What to do
The entries are to be repeated in full, without any change.

[Stored items from a collection]

----------------------------------------

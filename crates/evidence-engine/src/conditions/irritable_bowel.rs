use std::collections::BTreeSet;

use chrono::Datelike;

use super::ConditionKey;
use crate::analysis::metrics::{most_frequent, rate_per_period, DAYS_PER_MONTH};
use crate::analysis::{
    ConditionModule, CriteriaTable, CriteriaTier, MetricsBag, Predicate, Requirement, Threshold,
};
use crate::observations::{
    ConditionPayload, GastrointestinalDetails, LogSelector, SelectedEntry, Selection,
};

const ABDOMINAL_PAIN_DAYS: &str = "abdominal_pain_days";
const QUALIFYING_DAYS: &str = "qualifying_pain_days";
const QUALIFYING_PER_MONTH: &str = "qualifying_pain_days_per_month";
const MONTHS_DOCUMENTED: &str = "months_documented";
const STOOL_PATTERN: &str = "most_common_stool_pattern";

/// Associated features a pain day needs for it to qualify.
const REQUIRED_FEATURES: usize = 2;

const THREE_MONTHS: Requirement = Requirement {
    metric: MONTHS_DOCUMENTED,
    threshold: Threshold::AtLeast(3.0),
    evidence: "calendar months of documented symptoms",
};

pub(crate) static MODULE: ConditionModule = ConditionModule {
    key: ConditionKey::IrritableBowel,
    selector: LogSelector {
        condition: ConditionKey::IrritableBowel,
        aliases: &["ibs", "irritable-bowel-syndrome"],
        measurements: &[],
    },
    metrics: &[
        ABDOMINAL_PAIN_DAYS,
        QUALIFYING_DAYS,
        QUALIFYING_PER_MONTH,
        MONTHS_DOCUMENTED,
        STOOL_PATTERN,
    ],
    aggregate,
    criteria: &CRITERIA,
};

static CRITERIA: CriteriaTable = CriteriaTable {
    lowest: CriteriaTier {
        percent: 0,
        predicate: Predicate::Always,
        summary: "bowel symptoms logged below the recurring abdominal pain threshold",
    },
    higher: &[
        CriteriaTier {
            percent: 10,
            predicate: Predicate::All(&[
                Requirement {
                    metric: QUALIFYING_PER_MONTH,
                    threshold: Threshold::AtLeast(1.0),
                    evidence: "qualifying abdominal pain days per month",
                },
                THREE_MONTHS,
            ]),
            summary: "abdominal pain at least one day a month for three months with two associated symptoms",
        },
        CriteriaTier {
            percent: 20,
            predicate: Predicate::All(&[
                Requirement {
                    metric: QUALIFYING_PER_MONTH,
                    threshold: Threshold::AtLeast(2.0),
                    evidence: "qualifying abdominal pain days per month",
                },
                THREE_MONTHS,
            ]),
            summary: "abdominal pain at least two days a month for three months with two associated symptoms",
        },
        CriteriaTier {
            percent: 30,
            predicate: Predicate::All(&[
                Requirement {
                    metric: QUALIFYING_PER_MONTH,
                    threshold: Threshold::AtLeast(4.0),
                    evidence: "qualifying abdominal pain days per month",
                },
                THREE_MONTHS,
            ]),
            summary: "abdominal pain at least once a week for three months with two associated symptoms",
        },
    ],
};

fn details<'a>(selected: &SelectedEntry<'a>) -> Option<&'a GastrointestinalDetails> {
    match selected.payload()? {
        ConditionPayload::Gastrointestinal(details) => Some(details),
        _ => None,
    }
}

fn associated_features(details: &GastrointestinalDetails) -> usize {
    [
        details.related_to_defecation,
        details.stool_frequency_change,
        details.stool_form_change,
    ]
    .into_iter()
    .filter(|feature| *feature == Some(true))
    .count()
}

fn aggregate(selection: &Selection<'_>, bag: &mut MetricsBag) {
    let mut answered = false;
    let mut pain_days = BTreeSet::new();
    let mut qualifying_days = BTreeSet::new();

    for selected in &selection.entries {
        let Some(details) = details(selected) else {
            continue;
        };
        match details.abdominal_pain {
            Some(true) => {
                answered = true;
                let day = selected.recorded_at.date();
                pain_days.insert(day);
                if associated_features(details) >= REQUIRED_FEATURES {
                    qualifying_days.insert(day);
                }
            }
            Some(false) => answered = true,
            None => {}
        }
    }

    bag.count_or_unreported(ABDOMINAL_PAIN_DAYS, answered.then_some(pain_days.len()));
    bag.count_or_unreported(QUALIFYING_DAYS, answered.then_some(qualifying_days.len()));
    bag.number_or_unreported(
        QUALIFYING_PER_MONTH,
        answered.then(|| {
            rate_per_period(qualifying_days.len(), selection.span_days(), DAYS_PER_MONTH)
        }),
    );

    // Only months with reported pain count; denials and bare tags do not.
    let months: BTreeSet<(i32, u32)> = pain_days
        .iter()
        .map(|day| (day.year(), day.month()))
        .collect();
    bag.count_or_unreported(MONTHS_DOCUMENTED, answered.then_some(months.len()));

    bag.category(
        STOOL_PATTERN,
        most_frequent(
            selection
                .entries
                .iter()
                .filter_map(|selected| details(selected).and_then(|details| details.stool_pattern))
                .map(|pattern| pattern.label()),
        ),
    );
}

----------------------------------------

Output below
filename crates/evidence-engine/src/conditions/irritable_bowel.rs
use std::collections::BTreeSet;

use chrono::Datelike;

use super::ConditionKey;
use crate::analysis::metrics::{most_frequent, rate_per_period, DAYS_PER_MONTH};
use crate::analysis::{
    ConditionModule, CriteriaTable, CriteriaTier, MetricsBag, Predicate, Requirement, Threshold,
};
use crate::observations::{
    ConditionPayload, GastrointestinalDetails, LogSelector, SelectedEntry, Selection,
};

const ABDOMINAL_PAIN_DAYS: &str = "abdominal_pain_days";
const QUALIFYING_DAYS: &str = "qualifying_pain_days";
const QUALIFYING_PER_MONTH: &str = "qualifying_pain_days_per_month";
const MONTHS_DOCUMENTED: &str = "months_documented";
const STOOL_PATTERN: &str = "most_common_stool_pattern";

/// Associated features a pain day needs for it to qualify.
const REQUIRED_FEATURES: usize = 2;

const THREE_MONTHS: Requirement = Requirement {
    metric: MONTHS_DOCUMENTED,
    threshold: Threshold::AtLeast(3.0),
    evidence: "calendar months of documented symptoms",
};

pub(crate) static MODULE: ConditionModule = ConditionModule {
    key: ConditionKey::IrritableBowel,
    selector: LogSelector {
        condition: ConditionKey::IrritableBowel,
        aliases: &["ibs", "irritable-bowel-syndrome"],
        measurements: &[],
    },
    metrics: &[
        ABDOMINAL_PAIN_DAYS,
        QUALIFYING_DAYS,
        QUALIFYING_PER_MONTH,
        MONTHS_DOCUMENTED,
        STOOL_PATTERN,
    ],
    aggregate,
    criteria: &CRITERIA,
};

static CRITERIA: CriteriaTable = CriteriaTable {
    lowest: CriteriaTier {
        percent: 0,
        predicate: Predicate::Always,
        summary: "bowel symptoms logged below the recurring abdominal pain threshold",
    },
    higher: &[
        CriteriaTier {
            percent: 10,
            predicate: Predicate::All(&[
                Requirement {
                    metric: QUALIFYING_PER_MONTH,
                    threshold: Threshold::AtLeast(1.0),
                    evidence: "qualifying abdominal pain days per month",
                },
                THREE_MONTHS,
            ]),
            summary: "abdominal pain at least one day a month for three months with two associated symptoms",
        },
        CriteriaTier {
            percent: 20,
            predicate: Predicate::All(&[
                Requirement {
                    metric: QUALIFYING_PER_MONTH,
                    threshold: Threshold::AtLeast(2.0),
                    evidence: "qualifying abdominal pain days per month",
                },
                THREE_MONTHS,
            ]),
            summary: "abdominal pain at least two days a month for three months with two associated symptoms",
        },
        CriteriaTier {
            percent: 30,
            predicate: Predicate::All(&[
                Requirement {
                    metric: QUALIFYING_PER_MONTH,
                    threshold: Threshold::AtLeast(4.0),
                    evidence: "qualifying abdominal pain days per month",
                },
                THREE_MONTHS,
            ]),
            summary: "abdominal pain at least once a week for three months with two associated symptoms",
        },
    ],
};

fn details<'a>(selected: &SelectedEntry<'a>) -> Option<&'a GastrointestinalDetails> {
    match selected.payload()? {
        ConditionPayload::Gastrointestinal(details) => Some(details),
        _ => None,
    }
}

fn associated_features(details: &GastrointestinalDetails) -> usize {
    [
        details.related_to_defecation,
        details.stool_frequency_change,
        details.stool_form_change,
    ]
    .into_iter()
    .filter(|feature| *feature == Some(true))
    .count()
}

fn aggregate(selection: &Selection<'_>, bag: &mut MetricsBag) {
    let mut answered = false;
    let mut pain_days = BTreeSet::new();
    let mut qualifying_days = BTreeSet::new();

    for selected in &selection.entries {
        let Some(details) = details(selected) else {
            continue;
        };
        match details.abdominal_pain {
            Some(true) => {
                answered = true;
                let day = selected.recorded_at.date();
                pain_days.insert(day);
                if associated_features(details) >= REQUIRED_FEATURES {
                    qualifying_days.insert(day);
                }
            }
            Some(false) => answered = true,
            None => {}
        }
    }

    bag.count_or_unreported(ABDOMINAL_PAIN_DAYS, answered.then_some(pain_days.len()));
    bag.count_or_unreported(QUALIFYING_DAYS, answered.then_some(qualifying_days.len()));
    bag.number_or_unreported(
        QUALIFYING_PER_MONTH,
        answered.then(|| {
            rate_per_period(qualifying_days.len(), selection.span_days(), DAYS_PER_MONTH)
        }),
    );

    // Only months with reported pain count; denials and bare tags do not.
    let months: BTreeSet<(i32, u32)> = pain_days
        .iter()
        .map(|day| (day.year(), day.month()))
        .collect();
    bag.count_or_unreported(MONTHS_DOCUMENTED, answered.then_some(months.len()));

    bag.category(
        STOOL_PATTERN,
        most_frequent(
            selection
                .entries
                .iter()
                .filter_map(|selected| details(selected).and_then(|details| details.stool_pattern))
                .map(|pattern| pattern.label()),
        ),
    );
}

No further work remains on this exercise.